The problem: Retype the whole listing that follows, with nothing added or left out.
*** Opening of Listed entries ***
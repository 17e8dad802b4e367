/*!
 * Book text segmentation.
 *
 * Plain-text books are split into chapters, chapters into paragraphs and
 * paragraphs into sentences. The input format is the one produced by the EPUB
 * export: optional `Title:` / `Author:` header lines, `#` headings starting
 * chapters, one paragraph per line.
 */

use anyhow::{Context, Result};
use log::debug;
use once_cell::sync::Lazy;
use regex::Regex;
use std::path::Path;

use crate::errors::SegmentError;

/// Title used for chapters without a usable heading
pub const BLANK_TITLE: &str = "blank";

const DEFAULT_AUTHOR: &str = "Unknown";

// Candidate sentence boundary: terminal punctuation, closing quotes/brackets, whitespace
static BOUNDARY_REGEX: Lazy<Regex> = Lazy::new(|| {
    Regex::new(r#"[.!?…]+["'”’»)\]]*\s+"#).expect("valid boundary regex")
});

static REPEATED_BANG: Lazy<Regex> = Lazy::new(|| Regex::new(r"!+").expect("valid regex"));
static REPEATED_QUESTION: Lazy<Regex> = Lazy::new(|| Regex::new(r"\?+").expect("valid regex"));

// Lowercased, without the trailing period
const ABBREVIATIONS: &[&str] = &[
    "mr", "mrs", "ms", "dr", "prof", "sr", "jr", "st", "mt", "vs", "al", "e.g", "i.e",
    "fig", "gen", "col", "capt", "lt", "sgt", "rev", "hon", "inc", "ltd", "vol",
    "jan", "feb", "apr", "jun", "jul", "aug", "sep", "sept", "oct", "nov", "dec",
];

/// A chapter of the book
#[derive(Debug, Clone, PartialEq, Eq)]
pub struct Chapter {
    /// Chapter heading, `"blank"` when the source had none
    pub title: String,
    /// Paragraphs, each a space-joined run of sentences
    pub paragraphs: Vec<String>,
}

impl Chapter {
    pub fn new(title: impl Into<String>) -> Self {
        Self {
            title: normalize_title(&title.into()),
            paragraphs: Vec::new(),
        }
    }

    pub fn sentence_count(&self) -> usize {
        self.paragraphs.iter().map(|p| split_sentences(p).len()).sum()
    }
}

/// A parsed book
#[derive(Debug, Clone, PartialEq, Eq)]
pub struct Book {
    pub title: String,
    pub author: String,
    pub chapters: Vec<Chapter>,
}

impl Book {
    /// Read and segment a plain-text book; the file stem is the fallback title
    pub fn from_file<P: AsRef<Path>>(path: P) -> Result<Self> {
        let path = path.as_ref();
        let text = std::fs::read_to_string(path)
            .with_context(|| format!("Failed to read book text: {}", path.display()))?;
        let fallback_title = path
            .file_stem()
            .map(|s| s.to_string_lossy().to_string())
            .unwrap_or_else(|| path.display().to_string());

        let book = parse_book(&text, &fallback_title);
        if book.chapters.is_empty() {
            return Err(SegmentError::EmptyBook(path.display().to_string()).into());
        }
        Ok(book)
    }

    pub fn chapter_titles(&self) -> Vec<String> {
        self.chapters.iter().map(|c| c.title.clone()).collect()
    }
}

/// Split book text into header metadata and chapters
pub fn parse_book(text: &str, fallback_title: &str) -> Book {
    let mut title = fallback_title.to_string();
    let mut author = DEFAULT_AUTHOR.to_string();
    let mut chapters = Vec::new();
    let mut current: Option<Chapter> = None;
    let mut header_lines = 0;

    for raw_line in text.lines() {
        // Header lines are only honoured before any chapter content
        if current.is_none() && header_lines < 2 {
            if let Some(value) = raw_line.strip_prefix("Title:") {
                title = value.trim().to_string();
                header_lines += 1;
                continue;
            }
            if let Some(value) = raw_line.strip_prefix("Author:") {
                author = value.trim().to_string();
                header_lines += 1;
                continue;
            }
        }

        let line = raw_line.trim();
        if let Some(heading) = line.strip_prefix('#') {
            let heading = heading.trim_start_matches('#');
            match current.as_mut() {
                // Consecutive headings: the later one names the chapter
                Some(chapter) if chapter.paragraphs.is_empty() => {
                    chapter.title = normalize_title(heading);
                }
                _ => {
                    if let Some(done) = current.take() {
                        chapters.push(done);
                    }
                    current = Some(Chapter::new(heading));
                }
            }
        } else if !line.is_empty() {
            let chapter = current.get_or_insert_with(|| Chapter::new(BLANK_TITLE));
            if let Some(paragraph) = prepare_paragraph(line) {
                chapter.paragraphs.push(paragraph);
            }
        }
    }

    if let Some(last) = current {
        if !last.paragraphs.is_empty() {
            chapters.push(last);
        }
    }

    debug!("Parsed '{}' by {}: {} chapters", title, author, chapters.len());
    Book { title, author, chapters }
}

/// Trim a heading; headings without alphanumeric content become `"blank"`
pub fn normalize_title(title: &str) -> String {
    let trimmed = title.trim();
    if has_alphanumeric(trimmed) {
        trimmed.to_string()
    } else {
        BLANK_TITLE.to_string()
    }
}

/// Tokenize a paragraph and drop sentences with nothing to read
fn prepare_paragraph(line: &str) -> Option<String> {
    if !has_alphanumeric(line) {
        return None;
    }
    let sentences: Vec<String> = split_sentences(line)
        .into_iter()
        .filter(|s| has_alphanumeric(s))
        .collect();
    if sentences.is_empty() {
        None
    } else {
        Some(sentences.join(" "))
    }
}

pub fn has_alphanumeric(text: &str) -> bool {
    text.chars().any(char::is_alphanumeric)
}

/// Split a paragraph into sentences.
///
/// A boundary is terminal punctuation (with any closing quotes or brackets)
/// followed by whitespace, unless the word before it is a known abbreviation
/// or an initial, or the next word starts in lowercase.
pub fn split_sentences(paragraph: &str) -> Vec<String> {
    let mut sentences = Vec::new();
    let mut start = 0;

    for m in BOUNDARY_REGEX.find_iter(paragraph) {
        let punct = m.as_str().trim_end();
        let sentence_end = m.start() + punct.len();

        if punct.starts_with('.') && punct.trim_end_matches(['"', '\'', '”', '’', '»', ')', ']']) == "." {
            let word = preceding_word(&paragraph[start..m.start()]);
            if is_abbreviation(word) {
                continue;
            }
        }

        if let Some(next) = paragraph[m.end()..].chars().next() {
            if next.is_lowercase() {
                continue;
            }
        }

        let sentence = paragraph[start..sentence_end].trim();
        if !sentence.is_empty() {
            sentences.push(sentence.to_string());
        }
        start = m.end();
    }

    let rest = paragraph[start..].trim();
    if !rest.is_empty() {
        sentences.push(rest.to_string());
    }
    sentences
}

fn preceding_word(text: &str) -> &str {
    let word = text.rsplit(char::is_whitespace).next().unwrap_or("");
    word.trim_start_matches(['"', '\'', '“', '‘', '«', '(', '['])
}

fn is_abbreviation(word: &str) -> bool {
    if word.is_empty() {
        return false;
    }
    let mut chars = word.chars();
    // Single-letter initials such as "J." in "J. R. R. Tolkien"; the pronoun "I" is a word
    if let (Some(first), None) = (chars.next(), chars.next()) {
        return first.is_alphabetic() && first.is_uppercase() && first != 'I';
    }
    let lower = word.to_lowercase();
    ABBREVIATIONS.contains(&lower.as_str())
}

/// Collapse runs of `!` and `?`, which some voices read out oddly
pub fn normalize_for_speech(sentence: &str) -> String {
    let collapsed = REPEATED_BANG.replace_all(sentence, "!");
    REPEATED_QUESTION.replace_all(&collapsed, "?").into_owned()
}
*** Close of Listed entries ***
Answer area:
repository 17e8dad802b4e367
/*!
 * Book text segmentation.
 *
 * Plain-text books are split into chapters, chapters into paragraphs and
 * paragraphs into sentences. The input format is the one produced by the EPUB
 * export: optional `Title:` / `Author:` header lines, `#` headings starting
 * chapters, one paragraph per line.
 */

use anyhow::{Context, Result};
use log::debug;
use once_cell::sync::Lazy;
use regex::Regex;
use std::path::Path;

use crate::errors::SegmentError;

/// Title used for chapters without a usable heading
pub const BLANK_TITLE: &str = "blank";

const DEFAULT_AUTHOR: &str = "Unknown";

// Candidate sentence boundary: terminal punctuation, closing quotes/brackets, whitespace
static BOUNDARY_REGEX: Lazy<Regex> = Lazy::new(|| {
    Regex::new(r#"[.!?…]+["'”’»)\]]*\s+"#).expect("valid boundary regex")
});

static REPEATED_BANG: Lazy<Regex> = Lazy::new(|| Regex::new(r"!+").expect("valid regex"));
static REPEATED_QUESTION: Lazy<Regex> = Lazy::new(|| Regex::new(r"\?+").expect("valid regex"));

// Lowercased, without the trailing period
const ABBREVIATIONS: &[&str] = &[
    "mr", "mrs", "ms", "dr", "prof", "sr", "jr", "st", "mt", "vs", "al", "e.g", "i.e",
    "fig", "gen", "col", "capt", "lt", "sgt", "rev", "hon", "inc", "ltd", "vol",
    "jan", "feb", "apr", "jun", "jul", "aug", "sep", "sept", "oct", "nov", "dec",
];

/// A chapter of the book
#[derive(Debug, Clone, PartialEq, Eq)]
pub struct Chapter {
    /// Chapter heading, `"blank"` when the source had none
    pub title: String,
    /// Paragraphs, each a space-joined run of sentences
    pub paragraphs: Vec<String>,
}

impl Chapter {
    pub fn new(title: impl Into<String>) -> Self {
        Self {
            title: normalize_title(&title.into()),
            paragraphs: Vec::new(),
        }
    }

    pub fn sentence_count(&self) -> usize {
        self.paragraphs.iter().map(|p| split_sentences(p).len()).sum()
    }
}

/// A parsed book
#[derive(Debug, Clone, PartialEq, Eq)]
pub struct Book {
    pub title: String,
    pub author: String,
    pub chapters: Vec<Chapter>,
}

impl Book {
    /// Read and segment a plain-text book; the file stem is the fallback title
    pub fn from_file<P: AsRef<Path>>(path: P) -> Result<Self> {
        let path = path.as_ref();
        let text = std::fs::read_to_string(path)
            .with_context(|| format!("Failed to read book text: {}", path.display()))?;
        let fallback_title = path
            .file_stem()
            .map(|s| s.to_string_lossy().to_string())
            .unwrap_or_else(|| path.display().to_string());

        let book = parse_book(&text, &fallback_title);
        if book.chapters.is_empty() {
            return Err(SegmentError::EmptyBook(path.display().to_string()).into());
        }
        Ok(book)
    }

    pub fn chapter_titles(&self) -> Vec<String> {
        self.chapters.iter().map(|c| c.title.clone()).collect()
    }
}

/// Split book text into header metadata and chapters
pub fn parse_book(text: &str, fallback_title: &str) -> Book {
    let mut title = fallback_title.to_string();
    let mut author = DEFAULT_AUTHOR.to_string();
    let mut chapters = Vec::new();
    let mut current: Option<Chapter> = None;
    let mut header_lines = 0;

    for raw_line in text.lines() {
        // Header lines are only honoured before any chapter content
        if current.is_none() && header_lines < 2 {
            if let Some(value) = raw_line.strip_prefix("Title:") {
                title = value.trim().to_string();
                header_lines += 1;
                continue;
            }
            if let Some(value) = raw_line.strip_prefix("Author:") {
                author = value.trim().to_string();
                header_lines += 1;
                continue;
            }
        }

        let line = raw_line.trim();
        if let Some(heading) = line.strip_prefix('#') {
            let heading = heading.trim_start_matches('#');
            match current.as_mut() {
                // Consecutive headings: the later one names the chapter
                Some(chapter) if chapter.paragraphs.is_empty() => {
                    chapter.title = normalize_title(heading);
                }
                _ => {
                    if let Some(done) = current.take() {
                        chapters.push(done);
                    }
                    current = Some(Chapter::new(heading));
                }
            }
        } else if !line.is_empty() {
            let chapter = current.get_or_insert_with(|| Chapter::new(BLANK_TITLE));
            if let Some(paragraph) = prepare_paragraph(line) {
                chapter.paragraphs.push(paragraph);
            }
        }
    }

    if let Some(last) = current {
        if !last.paragraphs.is_empty() {
            chapters.push(last);
        }
    }

    debug!("Parsed '{}' by {}: {} chapters", title, author, chapters.len());
    Book { title, author, chapters }
}

/// Trim a heading; headings without alphanumeric content become `"blank"`
pub fn normalize_title(title: &str) -> String {
    let trimmed = title.trim();
    if has_alphanumeric(trimmed) {
        trimmed.to_string()
    } else {
        BLANK_TITLE.to_string()
    }
}

/// Tokenize a paragraph and drop sentences with nothing to read
fn prepare_paragraph(line: &str) -> Option<String> {
    if !has_alphanumeric(line) {
        return None;
    }
    let sentences: Vec<String> = split_sentences(line)
        .into_iter()
        .filter(|s| has_alphanumeric(s))
        .collect();
    if sentences.is_empty() {
        None
    } else {
        Some(sentences.join(" "))
    }
}

pub fn has_alphanumeric(text: &str) -> bool {
    text.chars().any(char::is_alphanumeric)
}

/// Split a paragraph into sentences.
///
/// A boundary is terminal punctuation (with any closing quotes or brackets)
/// followed by whitespace, unless the word before it is a known abbreviation
/// or an initial, or the next word starts in lowercase.
pub fn split_sentences(paragraph: &str) -> Vec<String> {
    let mut sentences = Vec::new();
    let mut start = 0;

    for m in BOUNDARY_REGEX.find_iter(paragraph) {
        let punct = m.as_str().trim_end();
        let sentence_end = m.start() + punct.len();

        if punct.starts_with('.') && punct.trim_end_matches(['"', '\'', '”', '’', '»', ')', ']']) == "." {
            let word = preceding_word(&paragraph[start..m.start()]);
            if is_abbreviation(word) {
                continue;
            }
        }

        if let Some(next) = paragraph[m.end()..].chars().next() {
            if next.is_lowercase() {
                continue;
            }
        }

        let sentence = paragraph[start..sentence_end].trim();
        if !sentence.is_empty() {
            sentences.push(sentence.to_string());
        }
        start = m.end();
    }

    let rest = paragraph[start..].trim();
    if !rest.is_empty() {
        sentences.push(rest.to_string());
    }
    sentences
}

fn preceding_word(text: &str) -> &str {
    let word = text.rsplit(char::is_whitespace).next().unwrap_or("");
    word.trim_start_matches(['"', '\'', '“', '‘', '«', '(', '['])
}

fn is_abbreviation(word: &str) -> bool {
    if word.is_empty() {
        return false;
    }
    let mut chars = word.chars();
    // Single-letter initials such as "J." in "J. R. R. Tolkien"; the pronoun "I" is a word
    if let (Some(first), None) = (chars.next(), chars.next()) {
        return first.is_alphabetic() && first.is_uppercase() && first != 'I';
    }
    let lower = word.to_lowercase();
    ABBREVIATIONS.contains(&lower.as_str())
}

/// Collapse runs of `!` and `?`, which some voices read out oddly
pub fn normalize_for_speech(sentence: &str) -> String {
    let collapsed = REPEATED_BANG.replace_all(sentence, "!");
    REPEATED_QUESTION.replace_all(&collapsed, "?").into_owned()
}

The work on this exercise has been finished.